→ **Description of the task**: Count the lines in the entries that contain the string "invalidate". State nothing but the number.

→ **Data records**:
=== Section Start ===

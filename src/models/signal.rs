use chrono::NaiveDate;
use serde::ser::SerializeStruct;
use serde::{Deserialize, Serialize, Serializer};

/// Composite trading recommendation
#[derive(Debug, Clone, Copy, Serialize, Deserialize, PartialEq, Eq, Hash)]
#[serde(rename_all = "UPPERCASE")]
pub enum Signal {
    Buy,
    Sell,
    Hold,
}

impl Signal {
    /// Total score at or above which the composite signal is BUY
    pub const BUY_THRESHOLD: i32 = 4;
    /// Total score at or below which the composite signal is SELL
    pub const SELL_THRESHOLD: i32 = -4;

    pub fn from_total_score(total: i32) -> Self {
        if total >= Self::BUY_THRESHOLD {
            Signal::Buy
        } else if total <= Self::SELL_THRESHOLD {
            Signal::Sell
        } else {
            Signal::Hold
        }
    }
}

impl std::fmt::Display for Signal {
    fn fmt(&self, f: &mut std::fmt::Formatter<'_>) -> std::fmt::Result {
        match self {
            Signal::Buy => write!(f, "BUY"),
            Signal::Sell => write!(f, "SELL"),
            Signal::Hold => write!(f, "HOLD"),
        }
    }
}

/// Qualitative bucket for annualized volatility
#[derive(Debug, Clone, Copy, Serialize, Deserialize, PartialEq, Eq, Hash)]
pub enum VolatilityRating {
    /// Annualized volatility below 20%
    Low,
    /// 20% <= volatility < 50%
    Medium,
    /// Volatility of 50% or more
    High,
    /// Not enough price history to measure
    #[serde(rename = "N/A")]
    NotAvailable,
}

impl VolatilityRating {
    pub fn from_volatility(volatility: Option<f64>) -> Self {
        match volatility {
            None => VolatilityRating::NotAvailable,
            Some(v) if v.is_nan() => VolatilityRating::NotAvailable,
            Some(v) if v < 20.0 => VolatilityRating::Low,
            Some(v) if v < 50.0 => VolatilityRating::Medium,
            Some(_) => VolatilityRating::High,
        }
    }
}

impl std::fmt::Display for VolatilityRating {
    fn fmt(&self, f: &mut std::fmt::Formatter<'_>) -> std::fmt::Result {
        match self {
            VolatilityRating::Low => write!(f, "Low"),
            VolatilityRating::Medium => write!(f, "Medium"),
            VolatilityRating::High => write!(f, "High"),
            VolatilityRating::NotAvailable => write!(f, "N/A"),
        }
    }
}

/// One weighted component of the composite score and why it scored that way
#[derive(Debug, Clone, PartialEq, Eq)]
pub struct SubScore {
    pub score: i32,
    pub reason: String,
}

impl SubScore {
    pub fn new(score: i32, reason: impl Into<String>) -> Self {
        Self {
            score,
            reason: reason.into(),
        }
    }

    pub fn neutral(reason: impl Into<String>) -> Self {
        Self::new(0, reason)
    }

    /// A non-neutral condition contributes its reason to the signal summary
    pub fn fired(&self) -> bool {
        self.score != 0
    }
}

/// Per-indicator contributions to the composite signal.
///
/// The total is always derived from the six components, so it cannot drift
/// from their sum.
#[derive(Debug, Clone, PartialEq, Eq)]
pub struct ScoreBreakdown {
    pub ma: SubScore,
    pub rsi: SubScore,
    pub momentum: SubScore,
    pub price: SubScore,
    pub volatility: SubScore,
    pub news: SubScore,
}

impl ScoreBreakdown {
    pub const INSUFFICIENT_DATA: &'static str = "Insufficient data";

    pub fn insufficient_data() -> Self {
        Self {
            ma: SubScore::neutral(Self::INSUFFICIENT_DATA),
            rsi: SubScore::neutral(Self::INSUFFICIENT_DATA),
            momentum: SubScore::neutral(Self::INSUFFICIENT_DATA),
            price: SubScore::neutral(Self::INSUFFICIENT_DATA),
            volatility: SubScore::neutral(Self::INSUFFICIENT_DATA),
            news: SubScore::neutral(Self::INSUFFICIENT_DATA),
        }
    }

    /// Components in evaluation order: MA, RSI, momentum, price, volatility, news
    pub fn components(&self) -> [&SubScore; 6] {
        [
            &self.ma,
            &self.rsi,
            &self.momentum,
            &self.price,
            &self.volatility,
            &self.news,
        ]
    }

    pub fn total_score(&self) -> i32 {
        self.components().iter().map(|c| c.score).sum()
    }
}

impl Serialize for ScoreBreakdown {
    fn serialize<S: Serializer>(&self, serializer: S) -> Result<S::Ok, S::Error> {
        let mut state = serializer.serialize_struct("ScoreBreakdown", 13)?;
        state.serialize_field("maScore", &self.ma.score)?;
        state.serialize_field("maReason", &self.ma.reason)?;
        state.serialize_field("rsiScore", &self.rsi.score)?;
        state.serialize_field("rsiReason", &self.rsi.reason)?;
        state.serialize_field("momentumScore", &self.momentum.score)?;
        state.serialize_field("momentumReason", &self.momentum.reason)?;
        state.serialize_field("priceScore", &self.price.score)?;
        state.serialize_field("priceReason", &self.price.reason)?;
        state.serialize_field("volatilityScore", &self.volatility.score)?;
        state.serialize_field("volatilityReason", &self.volatility.reason)?;
        state.serialize_field("newsScore", &self.news.score)?;
        state.serialize_field("newsReason", &self.news.reason)?;
        state.serialize_field("totalScore", &self.total_score())?;
        state.end()
    }
}

/// Everything the engine derives for one ticker
#[derive(Debug, Clone, PartialEq, Serialize)]
#[serde(rename_all = "camelCase")]
pub struct TechnicalIndicators {
    pub sma20: Option<f64>,
    pub sma50: Option<f64>,
    pub rsi14: Option<f64>,
    pub momentum: Option<f64>,
    pub volatility: VolatilityRating,
    /// Annualized volatility in percent
    pub annualized_volatility: Option<f64>,
    pub signal: Signal,
    /// 0..=100
    pub signal_strength: u8,
    pub signal_reason: String,
    pub score_breakdown: ScoreBreakdown,
}

impl TechnicalIndicators {
    pub const NO_HISTORY_REASON: &'static str = "Insufficient historical data";

    /// Result for a ticker with no price history at all
    pub fn no_history() -> Self {
        Self {
            sma20: None,
            sma50: None,
            rsi14: None,
            momentum: None,
            volatility: VolatilityRating::NotAvailable,
            annualized_volatility: None,
            signal: Signal::Hold,
            signal_strength: 0,
            signal_reason: Self::NO_HISTORY_REASON.to_string(),
            score_breakdown: ScoreBreakdown::insufficient_data(),
        }
    }
}

/// Indicator values as of one day, for charting the indicators themselves
#[derive(Debug, Clone, PartialEq, Serialize, Deserialize)]
#[serde(rename_all = "camelCase")]
pub struct IndicatorSnapshot {
    pub date: NaiveDate,
    pub close: f64,
    pub sma20: Option<f64>,
    pub sma50: Option<f64>,
    pub rsi14: Option<f64>,
}
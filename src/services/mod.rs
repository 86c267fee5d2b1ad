pub mod cache;
pub mod indicator_service;
pub mod indicators;
pub mod metrics;
pub mod signal_service;
pub mod snapshots;
pub mod technical_indicators;
pub mod volatility;
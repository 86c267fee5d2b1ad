use std::sync::Arc;

use chrono::{Duration, NaiveDate};
use futures::future::join_all;
use tracing::{debug, error, info, warn};

use crate::config::EngineConfig;
use crate::errors::AppError;
use crate::external::{NewsProvider, PriceProvider};
use crate::models::{
    ChartPeriod, IndicatorSnapshot, NewsItem, PeriodMetrics, PricePoint, TechnicalIndicators,
};
use crate::services::cache::Cache;
use crate::services::metrics::{filter_by_period, period_metrics};
use crate::services::snapshots::indicator_snapshots_with;
use crate::services::technical_indicators::calculate_technical_indicators_with;

const MAX_TICKER_LEN: usize = 10;

/// Uppercase and validate a ticker symbol (letters, digits, '.', '-').
pub fn normalize_ticker(ticker: &str) -> Result<String, AppError> {
    let ticker = ticker.trim().to_uppercase();

    if ticker.is_empty() {
        return Err(AppError::Validation("Ticker is required".to_string()));
    }
    if ticker.len() > MAX_TICKER_LEN {
        return Err(AppError::Validation(format!(
            "Ticker {} exceeds {} characters",
            ticker, MAX_TICKER_LEN
        )));
    }
    if !ticker
        .chars()
        .all(|c| c.is_ascii_alphanumeric() || c == '.' || c == '-')
    {
        return Err(AppError::Validation(format!("Invalid ticker: {}", ticker)));
    }

    Ok(ticker)
}

/// Connects the indicator engine to its collaborators: a price source, a
/// news feed, and a caller-owned cache of computed indicators.
#[derive(Clone)]
pub struct IndicatorService {
    price_provider: Arc<dyn PriceProvider>,
    news_provider: Arc<dyn NewsProvider>,
    cache: Arc<dyn Cache<TechnicalIndicators>>,
    config: EngineConfig,
}

impl IndicatorService {
    pub fn new(
        price_provider: Arc<dyn PriceProvider>,
        news_provider: Arc<dyn NewsProvider>,
        cache: Arc<dyn Cache<TechnicalIndicators>>,
        config: EngineConfig,
    ) -> Self {
        Self {
            price_provider,
            news_provider,
            cache,
            config,
        }
    }

    pub fn config(&self) -> &EngineConfig {
        &self.config
    }

    /// Indicators and composite signal for one ticker, served from cache when fresh.
    pub async fn indicators_for(&self, ticker: &str) -> Result<TechnicalIndicators, AppError> {
        let ticker = normalize_ticker(ticker)?;

        if let Some(cached) = self.cache.get(&ticker) {
            debug!("Indicator cache hit for {}", ticker);
            return Ok(cached);
        }

        let history = self.load_history(&ticker).await?;
        let news = self.load_news(&ticker).await;
        let live_price = self.load_quote(&ticker).await;

        let indicators = calculate_technical_indicators_with(
            &history,
            &news,
            live_price,
            &self.config.indicators,
        );

        if history.is_empty() {
            warn!("No price history for {}; returning neutral indicators", ticker);
        } else {
            self.cache.set(
                &ticker,
                indicators.clone(),
                Some(Duration::seconds(self.config.indicator_cache_ttl_secs)),
            );
        }

        info!(
            ticker = %ticker,
            points = history.len(),
            news = news.len(),
            signal = %indicators.signal,
            total_score = indicators.score_breakdown.total_score(),
            "Computed technical indicators"
        );

        Ok(indicators)
    }

    /// Evaluate several tickers concurrently; each result is independent.
    pub async fn indicators_for_many(
        &self,
        tickers: &[&str],
    ) -> Vec<(String, Result<TechnicalIndicators, AppError>)> {
        let futures = tickers.iter().map(|&ticker| async move {
            (ticker.to_string(), self.indicators_for(ticker).await)
        });
        join_all(futures).await
    }

    /// Indicator trend lines for charting, last `window` days (configured default when `None`).
    pub async fn snapshots_for(
        &self,
        ticker: &str,
        window: Option<usize>,
    ) -> Result<Vec<IndicatorSnapshot>, AppError> {
        let ticker = normalize_ticker(ticker)?;
        let window = window.unwrap_or(self.config.indicators.snapshot_window);
        if window == 0 {
            return Err(AppError::Validation("Snapshot window must be positive".to_string()));
        }

        let history = self.load_history(&ticker).await?;
        Ok(indicator_snapshots_with(&history, window, &self.config.indicators).collect())
    }

    /// Price movement over a chart period ending at `as_of`.
    pub async fn period_metrics_for(
        &self,
        ticker: &str,
        period: ChartPeriod,
        as_of: NaiveDate,
    ) -> Result<Option<PeriodMetrics>, AppError> {
        let ticker = normalize_ticker(ticker)?;
        let history = self.load_history(&ticker).await?;
        let window = filter_by_period(&history, period, as_of);
        Ok(period_metrics(&window))
    }

    /// Drop any cached indicators for `ticker`.
    pub fn invalidate(&self, ticker: &str) -> Result<(), AppError> {
        let ticker = normalize_ticker(ticker)?;
        self.cache.delete(&ticker);
        Ok(())
    }

    async fn load_history(&self, ticker: &str) -> Result<Vec<PricePoint>, AppError> {
        let mut history = self
            .price_provider
            .fetch_daily_history(ticker, self.config.history_days)
            .await
            .map_err(|e| {
                error!("Failed to fetch price history for {}: {}", ticker, e);
                AppError::from(e)
            })?;

        // Providers do not agree on ordering; the engine needs ascending dates
        history.sort_by_key(|p| p.date);
        history.dedup_by_key(|p| p.date);
        Ok(history)
    }

    async fn load_news(&self, ticker: &str) -> Vec<NewsItem> {
        match self.news_provider.fetch_news(ticker).await {
            Ok(news) => news,
            Err(e) => {
                warn!("News unavailable for {}, scoring without sentiment: {}", ticker, e);
                Vec::new()
            }
        }
    }

    async fn load_quote(&self, ticker: &str) -> Option<f64> {
        match self.price_provider.fetch_quote(ticker).await {
            Ok(quote) => quote,
            Err(e) => {
                warn!("Live quote unavailable for {}, using last close: {}", ticker, e);
                None
            }
        }
    }
}

#[cfg(test)]
mod tests {
    use super::*;
    use crate::external::{NoNews, ProviderError};
    use crate::models::Signal;
    use crate::services::cache::TtlCache;
    use async_trait::async_trait;
    use std::sync::atomic::{AtomicUsize, Ordering};

    struct CountingProvider {
        calls: AtomicUsize,
        closes: Vec<f64>,
    }

    #[async_trait]
    impl PriceProvider for CountingProvider {
        async fn fetch_daily_history(
            &self,
            _ticker: &str,
            _days: u32,
        ) -> Result<Vec<PricePoint>, ProviderError> {
            self.calls.fetch_add(1, Ordering::SeqCst);
            let start = NaiveDate::from_ymd_opt(2024, 1, 1).unwrap();
            // Newest first, as many APIs return it
            Ok(self
                .closes
                .iter()
                .enumerate()
                .rev()
                .map(|(i, &c)| PricePoint::from_close(start + Duration::days(i as i64), c))
                .collect())
        }
    }

    fn service(closes: Vec<f64>) -> (IndicatorService, Arc<CountingProvider>) {
        let provider = Arc::new(CountingProvider {
            calls: AtomicUsize::new(0),
            closes,
        });
        let cache: Arc<dyn Cache<TechnicalIndicators>> =
            Arc::new(TtlCache::<TechnicalIndicators>::with_ttl_secs(600));
        let svc = IndicatorService::new(
            provider.clone(),
            Arc::new(NoNews),
            cache,
            EngineConfig::default(),
        );
        (svc, provider)
    }

    #[test]
    fn test_normalize_ticker() {
        assert_eq!(normalize_ticker(" brk.b ").unwrap(), "BRK.B");
        assert!(normalize_ticker("").is_err());
        assert!(normalize_ticker("AAPL;DROP").is_err());
        assert!(normalize_ticker("ABCDEFGHIJKL").is_err());
    }

    #[tokio::test]
    async fn test_history_is_sorted_before_scoring() {
        let closes: Vec<f64> = (0..30).map(|i| 100.0 + i as f64).collect();
        let (svc, _) = service(closes);

        let indicators = svc.indicators_for("aapl").await.unwrap();
        // Ascending order means a positive 10-day momentum of +10
        assert_eq!(indicators.momentum, Some(10.0));
    }

    #[tokio::test]
    async fn test_second_call_is_cached() {
        let closes: Vec<f64> = (0..60).map(|i| 50.0 + i as f64).collect();
        let (svc, provider) = service(closes);

        let first = svc.indicators_for("MSFT").await.unwrap();
        let second = svc.indicators_for("msft").await.unwrap();
        assert_eq!(first, second);
        assert_eq!(provider.calls.load(Ordering::SeqCst), 1);

        svc.invalidate("MSFT").unwrap();
        svc.indicators_for("MSFT").await.unwrap();
        assert_eq!(provider.calls.load(Ordering::SeqCst), 2);
    }

    #[tokio::test]
    async fn test_empty_history_is_neutral_and_not_cached() {
        let (svc, provider) = service(Vec::new());

        let indicators = svc.indicators_for("NEW").await.unwrap();
        assert_eq!(indicators.signal, Signal::Hold);
        assert_eq!(indicators.signal_reason, "Insufficient historical data");

        svc.indicators_for("NEW").await.unwrap();
        assert_eq!(provider.calls.load(Ordering::SeqCst), 2);
    }

    #[tokio::test]
    async fn test_period_metrics_for() {
        let closes: Vec<f64> = (0..60).map(|i| 100.0 + i as f64).collect();
        let (svc, _) = service(closes);
        let as_of = NaiveDate::from_ymd_opt(2024, 1, 1).unwrap() + Duration::days(59);

        let metrics = svc
            .period_metrics_for("AAPL", ChartPeriod::OneMonth, as_of)
            .await
            .unwrap()
            .unwrap();
        assert_eq!(metrics.dollar_change, 30.0);
    }
}
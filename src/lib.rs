//! Technical indicators and composite BUY/SELL/HOLD scoring for stock tickers.
//!
//! The engine (`services::technical_indicators`, `services::signal_service`,
//! `services::volatility`, `services::snapshots`) is pure and synchronous.
//! `services::indicator_service` wires it to price/news providers and an
//! injected cache.

pub mod config;
pub mod errors;
pub mod external;
pub mod logging;
pub mod models;
pub mod services;

pub use config::{EngineConfig, IndicatorParams};
pub use errors::{AppError, IndicatorError};
pub use models::{
    IndicatorSnapshot, NewsItem, PricePoint, ScoreBreakdown, Signal, TechnicalIndicators,
    VolatilityRating,
};
pub use services::cache::{Cache, TtlCache};
pub use services::indicator_service::IndicatorService;
pub use services::snapshots::{indicator_snapshots, indicator_snapshots_with};
pub use services::technical_indicators::{
    calculate_technical_indicators, calculate_technical_indicators_with,
};
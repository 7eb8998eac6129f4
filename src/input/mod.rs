pub mod token;

pub use token::{InputToken, Selection};
// Default board size, in cells
pub const DEFAULT_BOARD_WIDTH: usize = 14;
pub const DEFAULT_BOARD_HEIGHT: usize = 9;

// Bounds enforced by the change-size screen
pub const MIN_BOARD_WIDTH: usize = 2;
pub const MAX_BOARD_WIDTH: usize = 26;
pub const MIN_BOARD_HEIGHT: usize = 2;
pub const MAX_BOARD_HEIGHT: usize = 16;
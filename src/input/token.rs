use crossterm::event::KeyCode;

use crate::game::Color;

/// Raw single-character token as typed by the player, before any meaning is
/// attached. Kept separate from `Color` so unrecognized input stays
/// representable instead of vanishing into a lookup failure.
#[derive(Clone, Copy, PartialEq, Eq, Debug)]
pub struct InputToken(pub char);

/// What an in-game token asks for.
#[derive(Clone, Copy, PartialEq, Eq, Debug)]
pub enum Selection {
    Color(Color),
    Quit,
    Unrecognized,
}

impl InputToken {
    /// Tokens come only from character keys; navigation keys and modifiers
    /// carry no token.
    pub fn from_key(code: KeyCode) -> Option<InputToken> {
        match code {
            KeyCode::Char(ch) => Some(InputToken(ch)),
            _ => None,
        }
    }

    /// Total mapping from raw token to selection. Anything that is neither a
    /// palette token nor the quit key is `Unrecognized`, never a crash.
    pub fn selection(self) -> Selection {
        let ch = self.0.to_ascii_lowercase();
        if ch == 'q' {
            return Selection::Quit;
        }
        match Color::from_token(ch) {
            Some(color) => Selection::Color(color),
            None => Selection::Unrecognized,
        }
    }
}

=== Section End ===

→ **Exercise answer**: 2